Le previsioni del codice civile vengono integrate da quelle dei regolamenti edilizi locali, che possono anche fissare distanze superiori, purché nel rispetto della disciplina urbanistico-edilizia nazionale e regionale, in particolare quella del Dm 1444/1968. Le distanze minime tra costruzioni indicate dall'articolo 9 del decreto variano in relazione alle zone territoriali omogenee in cui ricadono gli edifici, alla loro altezza ed alla presenza o meno di strade destinate al traffico veicolare.
Solo per i centri storici (le zone A), in caso di ristrutturazione vi è l'obbligo di mantenere le distanze intercorrenti tra i volumi edificati preesistenti, mentre nelle altre zone omogenee per gli edifici di nuova costruzione è prescritta in ogni caso una distanza minima di dieci metri tra le pareti finestrate e quelle degli edifici antistanti. In presenza di strade, le distanze minime corrisponderanno alla larghezza della sede stradale maggiorata, per ciascun lato, ad una misura variabile dai 5 ai 10 metri, a seconda dell'ampiezza della strada.
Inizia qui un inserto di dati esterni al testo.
//! DNS Record Type Definitions

use serde::{Deserialize, Serialize};
use std::fmt;
use std::str::FromStr;
use thiserror::Error;

/// Record types the provisioning flow manages
#[derive(Debug, Clone, Copy, Serialize, Deserialize, PartialEq, Eq, Hash)]
#[serde(rename_all = "UPPERCASE")]
pub enum RecordType {
    /// IPv4 address record
    A,
    /// Text record (DNS-01 proofs)
    Txt,
}

impl RecordType {
    pub fn as_str(&self) -> &'static str {
        match self {
            RecordType::A => "A",
            RecordType::Txt => "TXT",
        }
    }
}

impl fmt::Display for RecordType {
    fn fmt(&self, f: &mut fmt::Formatter<'_>) -> fmt::Result {
        f.write_str(self.as_str())
    }
}

impl FromStr for RecordType {
    type Err = DnsError;

    fn from_str(s: &str) -> Result<Self, Self::Err> {
        match s.to_uppercase().as_str() {
            "A" => Ok(RecordType::A),
            "TXT" => Ok(RecordType::Txt),
            _ => Err(DnsError::UnsupportedRecordType(s.to_string())),
        }
    }
}

/// A record as seen in the remote zone
#[derive(Debug, Clone, PartialEq, Eq)]
pub struct DnsRecord {
    /// Provider-assigned handle, only valid for the current operation
    pub id: String,
    pub record_type: RecordType,
    /// Fully-qualified name
    pub name: String,
    pub content: String,
}

/// DNS errors
#[derive(Debug, Error)]
pub enum DnsError {
    #[error("Authentication failed: {0}")]
    Authentication(String),

    #[error("Zone not found: {0}")]
    ZoneNotFound(String),

    #[error("Provider error: {0}")]
    ProviderError(String),

    #[error("Record {0} not found")]
    RecordNotFound(String),

    #[error("Unsupported record type: {0}")]
    UnsupportedRecordType(String),

    #[error("Invalid configuration: {0}")]
    Configuration(String),
}

pub type DnsResult<T> = Result<T, DnsError>;
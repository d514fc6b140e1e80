//! DNS Record Manager
//!
//! Brings typed records in the remote zone to a desired state. Every call
//! starts with a provider-side lookup by (type, name); record ids from a
//! previous call are never reused, so out-of-band edits are picked up.

use std::sync::Arc;

use tracing::{debug, info, warn};

use super::provider::ZoneProvider;
use super::types::{DnsRecord, DnsResult, RecordType};

#[derive(Debug, Clone)]
pub struct DnsRecordManager {
    provider: Arc<dyn ZoneProvider>,
}

impl DnsRecordManager {
    pub fn new(provider: Arc<dyn ZoneProvider>) -> Self {
        Self { provider }
    }

    pub fn provider_name(&self) -> &'static str {
        self.provider.name()
    }

    /// Create-or-update: every existing (type, name) match gets `content`;
    /// when there is none, exactly one record is created.
    pub async fn reconcile(
        &self,
        record_type: RecordType,
        name: &str,
        content: &str,
    ) -> DnsResult<Vec<DnsRecord>> {
        let existing = self.provider.find_records(record_type, name).await?;

        if existing.is_empty() {
            let created = self.provider.create_record(record_type, name, content).await?;
            info!(record_type = %record_type, name = %name, content = %content, "Created DNS record");
            return Ok(vec![created]);
        }

        let mut updated = Vec::with_capacity(existing.len());
        for record in existing {
            if record.content == content {
                debug!(record_type = %record_type, name = %name, record_id = %record.id, "DNS record already up to date");
                updated.push(record);
                continue;
            }
            let record = self
                .provider
                .update_record(&record.id, record_type, name, content)
                .await?;
            info!(record_type = %record_type, name = %name, content = %content, "Updated DNS record");
            updated.push(record);
        }

        Ok(updated)
    }

    /// Whether any (type, name) record is visible. Lookup failures count as
    /// "not visible" so a polling loop keeps going.
    pub async fn exists(&self, record_type: RecordType, name: &str) -> bool {
        match self.provider.find_records(record_type, name).await {
            Ok(records) => !records.is_empty(),
            Err(e) => {
                warn!(record_type = %record_type, name = %name, error = %e, "DNS lookup failed, treating as absent");
                false
            }
        }
    }

    /// Delete every (type, name) record. Nothing to delete is success.
    pub async fn delete(&self, record_type: RecordType, name: &str) -> DnsResult<usize> {
        let existing = self.provider.find_records(record_type, name).await?;
        let count = existing.len();

        for record in existing {
            self.provider.delete_record(&record.id).await?;
        }

        if count > 0 {
            info!(record_type = %record_type, name = %name, count, "Deleted DNS records");
        }
        Ok(count)
    }
}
Di conseguenza, in questo caso, la distanza minima potrà andare dai 17 ai 35 metri.
La norma ammette distanze inferiori, ma solo nel caso di gruppi di edifici che formino oggetto di piani particolareggiati o lottizzazioni convenzionate, con esclusione degli interventi diretti, realizzati sulla base di un singolo permesso di costruire.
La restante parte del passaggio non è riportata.